The “this is your brain on drugs” ads have done a lot to spread the message about the harmful effects of drugs, including cocaine, to the brain. But the effects of cocaine use on the heart are less well known, at least to the general public.

In fact, cocaine use can have devastating effects on cardiovascular health. For example, the risk of having a heart attack is an astonishing 24 times higher than normal in the first hour after cocaine is used. And cocaine users have a lifetime risk of nonfatal heart attack that is seven times that of nonusers. This is true even though the majority of cocaine users have few, if any, other risk factors for heart disease.

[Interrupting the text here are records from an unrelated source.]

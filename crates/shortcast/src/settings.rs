//! Command-line and environment configuration.

use std::path::PathBuf;
use std::sync::Arc;
use std::time::Duration;

use clap::Args;
use shortcast_scheduler::{
    ConfigError, DEFAULT_TIMEZONE, DEFAULT_VERIFICATION_TOPIC, ExecutorConfig,
    FailedArtifactPolicy, JobExecutor, Pipeline, PipelineManifest, ResourceGuard,
    ResourceThresholds, RetryPolicy, RunLock, STATE_FILE_NAME, ScheduleConfig, Scheduler,
    SchedulerError, SystemClock, VerificationStore, parse_bool,
};

/// Parse boolean from environment variable, accepting common truthy values.
pub fn parse_bool_env(s: &str) -> Result<bool, String> {
    parse_bool(s).map_err(|e| e.to_string())
}

/// Settings shared by every command that builds the scheduler.
#[derive(Debug, Clone, Args)]
pub struct Settings {
    /// Daily local hour (0-23) to run at. Without it runs repeat every --interval-hours
    #[arg(long, env = "SHORTCAST_SCHEDULE_HOUR")]
    pub schedule_hour: Option<u32>,

    /// IANA timezone for --schedule-hour
    #[arg(long, env = "SHORTCAST_TIMEZONE", default_value = DEFAULT_TIMEZONE)]
    pub timezone: String,

    /// Hours between runs when no fixed hour is set
    #[arg(long, env = "SHORTCAST_INTERVAL_HOURS", default_value_t = 12)]
    pub interval_hours: u32,

    /// Run a verification pass at startup.
    /// Accepts "1", "true", "yes", "on" or "0", "false", "no", "off".
    #[arg(long, env = "SHORTCAST_VERIFICATION", value_parser = parse_bool_env, default_value = "false")]
    pub verification: bool,

    /// Never verify again once a verification has succeeded
    #[arg(long, env = "SHORTCAST_VERIFICATION_RUN_ONCE", value_parser = parse_bool_env, default_value = "false")]
    pub verification_run_once: bool,

    /// Topic handed to verification runs
    #[arg(long, env = "SHORTCAST_VERIFICATION_TOPIC", default_value = DEFAULT_VERIFICATION_TOPIC)]
    pub verification_topic: String,

    /// Seconds to wait after a failed verification before trying again at boot
    #[arg(long, env = "SHORTCAST_VERIFICATION_COOLDOWN_SECS", default_value_t = 6 * 3600)]
    pub verification_cooldown_secs: u64,

    /// Attempts for remote (upload) steps
    #[arg(long, env = "SHORTCAST_UPLOAD_RETRIES", default_value_t = 3)]
    pub upload_retries: u32,

    /// Initial wait between upload attempts, doubled after each failure
    #[arg(long, env = "SHORTCAST_UPLOAD_RETRY_BACKOFF_SECS", default_value_t = 5)]
    pub upload_retry_backoff_secs: u64,

    /// Refuse to start a run below this much free memory
    #[arg(long, env = "SHORTCAST_MIN_FREE_MEMORY_MB", default_value_t = 100)]
    pub min_free_memory_mb: u64,

    /// Refuse to start a run below this much free disk under --work-dir
    #[arg(long, env = "SHORTCAST_MIN_FREE_DISK_MB", default_value_t = 100)]
    pub min_free_disk_mb: u64,

    /// Timeout for steps that do not set their own
    #[arg(long, env = "SHORTCAST_STEP_TIMEOUT_SECS", default_value_t = 600)]
    pub step_timeout_secs: u64,

    /// Pipeline manifest (JSON)
    #[arg(long, env = "SHORTCAST_PIPELINE", default_value = "pipeline.json")]
    pub pipeline: PathBuf,

    /// Directory under which each run gets its own scratch directory
    #[arg(long, env = "SHORTCAST_WORK_DIR", default_value = "output/shorts")]
    pub work_dir: PathBuf,

    /// Directory for persisted state (defaults to /data when present, else .)
    #[arg(long, env = "SHORTCAST_STATE_DIR")]
    pub state_dir: Option<PathBuf>,

    /// Topic for scheduled and manual runs
    #[arg(long, env = "SHORTCAST_TOPIC")]
    pub topic: Option<String>,

    /// Keep artifacts of failed runs on disk
    #[arg(long, env = "SHORTCAST_RETAIN_FAILED_ARTIFACTS", value_parser = parse_bool_env, default_value = "false")]
    pub retain_failed_artifacts: bool,
}

impl Settings {
    pub fn schedule_config(&self) -> Result<ScheduleConfig, ConfigError> {
        Ok(
            ScheduleConfig::new(self.schedule_hour, &self.timezone, self.interval_hours)?
                .with_verification(
                    self.verification,
                    self.verification_run_once,
                    self.verification_topic.clone(),
                    Duration::from_secs(self.verification_cooldown_secs),
                ),
        )
    }

    pub fn executor_config(&self) -> Result<ExecutorConfig, ConfigError> {
        Ok(ExecutorConfig {
            retry: RetryPolicy::new(
                self.upload_retries,
                Duration::from_secs(self.upload_retry_backoff_secs),
            )?,
            resources: ResourceThresholds {
                min_free_memory_mb: self.min_free_memory_mb,
                min_free_disk_mb: self.min_free_disk_mb,
                disk_path: self.work_dir.clone(),
            },
            work_dir: self.work_dir.clone(),
            failed_artifacts: if self.retain_failed_artifacts {
                FailedArtifactPolicy::Retain
            } else {
                FailedArtifactPolicy::Delete
            },
            default_topic: self.topic.clone().filter(|t| !t.trim().is_empty()),
        })
    }

    pub fn load_pipeline(&self) -> Result<Pipeline, ConfigError> {
        let manifest = PipelineManifest::load(&self.pipeline)?;
        Ok(manifest.into_pipeline(Duration::from_secs(self.step_timeout_secs))?)
    }

    pub fn state_path(&self) -> PathBuf {
        self.state_dir
            .clone()
            .unwrap_or_else(VerificationStore::default_dir)
            .join(STATE_FILE_NAME)
    }

    /// Validate everything and wire up a scheduler.
    pub async fn build_scheduler(&self) -> Result<Arc<Scheduler>, SchedulerError> {
        let schedule = self.schedule_config()?;
        let executor_config = self.executor_config()?;
        let pipeline = self.load_pipeline()?;
        let store = VerificationStore::load(self.state_path()).await?;

        let guard = ResourceGuard::new(executor_config.resources.clone());
        let executor = JobExecutor::new(pipeline, RunLock::new(), guard, executor_config);

        Ok(Arc::new(Scheduler::new(
            schedule,
            Arc::new(store),
            Arc::new(executor),
            Arc::new(SystemClock),
        )))
    }
}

And yet the vast majority of cocaine-induced chest pain is not due to heart attack. Despite this, a large number of patients who come to the emergency room with cocaine-induced chest pain are admitted to the hospital, for an average of three days.

While 12-hour observation periods have been proven safe and effective for patients who are at low risk for cardiovascular events and who have not recently used cocaine, no criteria have been established that allow for the safe and rapid discharge of patients with cocaine-associated chest pain.

In a study published in the February 6, 2003 New England Journal of Medicine , researchers found that patients with cocaine-associated chest pain, who were identified as being at low risk for a heart attack, could be safely released after a nine to twelve hour observation period. Further, these patients had low risk of death or heart attack in the 30 days following discharge.

About the Study

Scientists evaluated 344 patients who came into the emergency room with cocaine-associated chest pain between January 1, 1998 and January 1, 2000. Cocaine use was determined through a combination of patient reporting and toxicologic urine screening. Based on their age, the presence or absence of other coronary risk factors, and the results of an electrocardiogram (EKG) and other diagnostic tests, the patients were categorized as being high-risk or low-risk for a heart attack.

Of the 344 patients, 42 patients were determined to be high risk, and were immediately admitted to the hospital. The remaining 302 patients, who were at low-to-intermediate risk, comprised the study cohort.

The study participants entered the observation unit where they were watched closely for signs of serious heart trouble. In addition to continuous EKG monitoring, physicians obtained the levels of cardiac troponin, a protein marker that becomes elevated when there is heart damage from any cause including cocaine use. The patients were given aspirin, nitrates, or other interventional medications as deemed necessary.

After nine hours of observation, all patients were evaluated by a cardiologist. Patients who did not appear to be at risk for a cardiac event were discharged from the observation unit within twelve hours, with written information about the risks of cocaine use.

After at least 30 days from discharge, the researchers followed up to find out if the patients had experienced recurrent chest pain, subsequent heart attack, or death.

The Findings

At 30 days after discharge, none of the patients had died from cardiovascular causes. Four of the patients, or 1.6%, had a nonfatal heart attack during the 30-day follow up, but all of these patients had continued to use cocaine after discharge. In addition, all four of these patients had at least two additional cardiac risk factors.

How Does This Affect You?

While successful protocols like this are useful for emergency room physicians and can provide important cost-savings without putting any lives at risk, the real message from this study is that cocaine is a serious drug that kills otherwise healthy, young people. In their efforts to change the behavior of current and would-be users, health advocates should use studies like this to point out the extreme short-term dangers of cocaine.

This protocol raises another important point. Emergency room personnel need accurate information regarding drug use when making critical decisions about the care of patients. Previous studies have shown that almost one-third of cocaine users in the emergency room lie about their drug use. Toxicologic urine screening, as performed in this study, can help, but without a high index of suspicion by physicians, cocaine-induced chest pain may not be recognized as such, and may be dismissed as inconsequential in an otherwise healthy patient.

Finally, the four patients in this study who had a heart attack during the follow up period had continued to use cocaine after discharge. This highlights the need for patient education and the availability and accessibility of drug treatment programs.